Goal of the exercise:
Find the string "tests" in the listing and report every line that has it.
....
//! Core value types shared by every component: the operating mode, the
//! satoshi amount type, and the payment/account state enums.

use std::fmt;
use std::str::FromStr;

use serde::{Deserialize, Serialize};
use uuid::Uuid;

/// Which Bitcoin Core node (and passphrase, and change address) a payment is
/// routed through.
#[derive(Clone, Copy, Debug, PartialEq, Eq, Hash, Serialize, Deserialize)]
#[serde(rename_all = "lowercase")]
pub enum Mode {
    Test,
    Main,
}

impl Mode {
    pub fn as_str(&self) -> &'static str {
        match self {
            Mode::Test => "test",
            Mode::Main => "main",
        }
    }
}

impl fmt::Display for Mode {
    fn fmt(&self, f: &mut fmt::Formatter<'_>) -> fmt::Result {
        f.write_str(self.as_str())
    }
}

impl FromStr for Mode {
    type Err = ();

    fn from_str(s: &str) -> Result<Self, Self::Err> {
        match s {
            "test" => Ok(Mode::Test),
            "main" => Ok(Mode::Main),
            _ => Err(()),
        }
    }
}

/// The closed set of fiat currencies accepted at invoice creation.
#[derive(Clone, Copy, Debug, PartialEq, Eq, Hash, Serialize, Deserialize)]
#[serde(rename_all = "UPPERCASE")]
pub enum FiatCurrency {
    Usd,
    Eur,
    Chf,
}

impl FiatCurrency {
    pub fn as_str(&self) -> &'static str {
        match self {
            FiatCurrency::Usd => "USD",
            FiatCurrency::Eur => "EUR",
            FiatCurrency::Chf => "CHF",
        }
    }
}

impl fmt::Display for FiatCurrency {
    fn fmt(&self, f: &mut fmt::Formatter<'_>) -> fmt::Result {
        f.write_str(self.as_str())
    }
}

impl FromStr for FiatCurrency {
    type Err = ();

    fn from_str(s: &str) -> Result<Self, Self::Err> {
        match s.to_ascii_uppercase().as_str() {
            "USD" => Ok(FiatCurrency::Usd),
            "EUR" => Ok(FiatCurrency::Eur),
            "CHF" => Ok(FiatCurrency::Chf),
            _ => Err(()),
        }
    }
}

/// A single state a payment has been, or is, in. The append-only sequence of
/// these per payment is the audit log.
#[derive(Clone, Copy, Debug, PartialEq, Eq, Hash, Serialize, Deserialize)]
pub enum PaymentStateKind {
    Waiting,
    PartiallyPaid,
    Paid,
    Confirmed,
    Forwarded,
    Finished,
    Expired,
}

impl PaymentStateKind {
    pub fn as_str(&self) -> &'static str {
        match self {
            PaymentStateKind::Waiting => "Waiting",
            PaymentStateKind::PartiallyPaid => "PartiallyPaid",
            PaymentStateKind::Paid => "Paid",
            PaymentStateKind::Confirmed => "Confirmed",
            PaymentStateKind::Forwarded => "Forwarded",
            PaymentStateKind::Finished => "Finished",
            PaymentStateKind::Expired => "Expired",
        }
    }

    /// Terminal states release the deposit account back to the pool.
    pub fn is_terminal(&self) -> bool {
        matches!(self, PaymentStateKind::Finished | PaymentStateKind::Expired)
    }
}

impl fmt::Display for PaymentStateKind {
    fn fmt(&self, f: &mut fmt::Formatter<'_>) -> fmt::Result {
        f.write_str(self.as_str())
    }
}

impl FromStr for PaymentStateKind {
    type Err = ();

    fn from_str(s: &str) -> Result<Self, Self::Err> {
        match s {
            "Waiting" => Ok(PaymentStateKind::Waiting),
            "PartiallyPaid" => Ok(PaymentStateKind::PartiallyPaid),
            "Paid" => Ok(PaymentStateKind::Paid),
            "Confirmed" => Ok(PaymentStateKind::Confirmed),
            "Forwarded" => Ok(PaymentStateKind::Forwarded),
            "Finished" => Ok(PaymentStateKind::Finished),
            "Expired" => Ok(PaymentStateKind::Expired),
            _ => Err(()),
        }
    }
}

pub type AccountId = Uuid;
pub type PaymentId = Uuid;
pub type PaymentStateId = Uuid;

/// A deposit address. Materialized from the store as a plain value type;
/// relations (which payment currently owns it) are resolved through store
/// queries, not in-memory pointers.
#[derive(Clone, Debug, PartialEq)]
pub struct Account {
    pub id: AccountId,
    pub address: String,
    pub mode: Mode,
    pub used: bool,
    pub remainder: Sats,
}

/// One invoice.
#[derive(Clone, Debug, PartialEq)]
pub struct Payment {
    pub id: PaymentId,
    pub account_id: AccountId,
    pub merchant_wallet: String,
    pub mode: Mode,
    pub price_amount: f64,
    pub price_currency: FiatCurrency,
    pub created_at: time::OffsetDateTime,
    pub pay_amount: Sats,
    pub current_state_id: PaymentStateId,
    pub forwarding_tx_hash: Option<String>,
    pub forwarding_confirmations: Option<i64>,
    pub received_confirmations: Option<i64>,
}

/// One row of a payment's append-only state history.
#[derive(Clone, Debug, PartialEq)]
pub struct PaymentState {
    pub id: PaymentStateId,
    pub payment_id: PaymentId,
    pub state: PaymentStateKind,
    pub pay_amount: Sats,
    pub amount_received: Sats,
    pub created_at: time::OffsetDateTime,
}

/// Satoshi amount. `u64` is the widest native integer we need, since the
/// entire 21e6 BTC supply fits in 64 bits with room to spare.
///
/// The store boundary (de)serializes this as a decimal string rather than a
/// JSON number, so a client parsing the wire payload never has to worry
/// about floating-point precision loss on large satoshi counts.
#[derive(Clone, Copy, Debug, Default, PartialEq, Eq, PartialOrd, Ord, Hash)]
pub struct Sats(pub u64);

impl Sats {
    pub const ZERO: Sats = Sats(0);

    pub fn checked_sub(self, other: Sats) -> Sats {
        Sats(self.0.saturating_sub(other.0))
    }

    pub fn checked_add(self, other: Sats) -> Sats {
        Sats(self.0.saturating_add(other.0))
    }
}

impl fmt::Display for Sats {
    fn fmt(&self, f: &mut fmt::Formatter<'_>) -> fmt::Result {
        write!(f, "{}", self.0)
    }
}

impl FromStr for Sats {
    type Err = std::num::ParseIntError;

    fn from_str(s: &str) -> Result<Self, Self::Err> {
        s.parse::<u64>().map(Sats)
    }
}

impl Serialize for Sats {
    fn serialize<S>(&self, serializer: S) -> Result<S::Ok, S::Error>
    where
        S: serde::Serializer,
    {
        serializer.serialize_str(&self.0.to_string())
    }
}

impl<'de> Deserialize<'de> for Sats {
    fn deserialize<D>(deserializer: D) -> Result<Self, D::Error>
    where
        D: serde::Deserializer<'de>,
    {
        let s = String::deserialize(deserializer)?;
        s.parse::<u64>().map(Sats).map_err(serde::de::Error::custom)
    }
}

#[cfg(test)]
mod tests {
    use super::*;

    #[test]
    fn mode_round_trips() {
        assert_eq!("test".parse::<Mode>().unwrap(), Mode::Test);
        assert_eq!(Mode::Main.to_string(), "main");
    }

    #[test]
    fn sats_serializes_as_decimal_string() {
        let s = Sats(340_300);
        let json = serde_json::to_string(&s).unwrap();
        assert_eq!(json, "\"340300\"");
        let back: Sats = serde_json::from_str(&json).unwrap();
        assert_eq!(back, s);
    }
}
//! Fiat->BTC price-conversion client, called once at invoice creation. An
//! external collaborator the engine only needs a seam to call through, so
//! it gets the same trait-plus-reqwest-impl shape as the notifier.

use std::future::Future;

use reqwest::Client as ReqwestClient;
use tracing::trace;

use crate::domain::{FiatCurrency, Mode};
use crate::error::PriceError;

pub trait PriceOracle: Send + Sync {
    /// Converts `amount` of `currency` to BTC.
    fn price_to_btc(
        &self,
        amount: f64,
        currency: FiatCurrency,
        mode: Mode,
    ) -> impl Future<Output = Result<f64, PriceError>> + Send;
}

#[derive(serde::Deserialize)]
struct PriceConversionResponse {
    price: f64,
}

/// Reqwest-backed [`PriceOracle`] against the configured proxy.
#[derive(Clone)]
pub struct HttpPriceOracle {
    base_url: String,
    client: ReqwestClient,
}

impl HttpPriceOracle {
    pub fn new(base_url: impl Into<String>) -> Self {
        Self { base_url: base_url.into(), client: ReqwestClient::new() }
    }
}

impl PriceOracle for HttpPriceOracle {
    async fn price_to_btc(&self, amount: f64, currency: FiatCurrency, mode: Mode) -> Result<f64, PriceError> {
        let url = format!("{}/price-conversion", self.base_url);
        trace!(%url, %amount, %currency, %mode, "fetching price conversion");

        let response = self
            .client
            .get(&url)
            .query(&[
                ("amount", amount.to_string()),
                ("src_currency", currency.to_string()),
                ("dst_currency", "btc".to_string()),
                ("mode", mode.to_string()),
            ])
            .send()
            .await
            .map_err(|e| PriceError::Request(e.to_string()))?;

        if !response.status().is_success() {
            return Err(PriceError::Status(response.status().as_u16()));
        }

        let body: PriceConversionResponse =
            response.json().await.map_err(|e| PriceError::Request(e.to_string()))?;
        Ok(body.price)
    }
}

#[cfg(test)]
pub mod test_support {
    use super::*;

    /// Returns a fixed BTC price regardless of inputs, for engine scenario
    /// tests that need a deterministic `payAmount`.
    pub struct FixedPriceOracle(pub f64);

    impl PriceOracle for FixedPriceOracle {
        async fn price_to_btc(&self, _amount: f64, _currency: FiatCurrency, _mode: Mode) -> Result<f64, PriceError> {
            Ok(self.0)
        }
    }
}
....
Answer to the problem:
mod tests {
    /// tests that need a deterministic `payAmount`.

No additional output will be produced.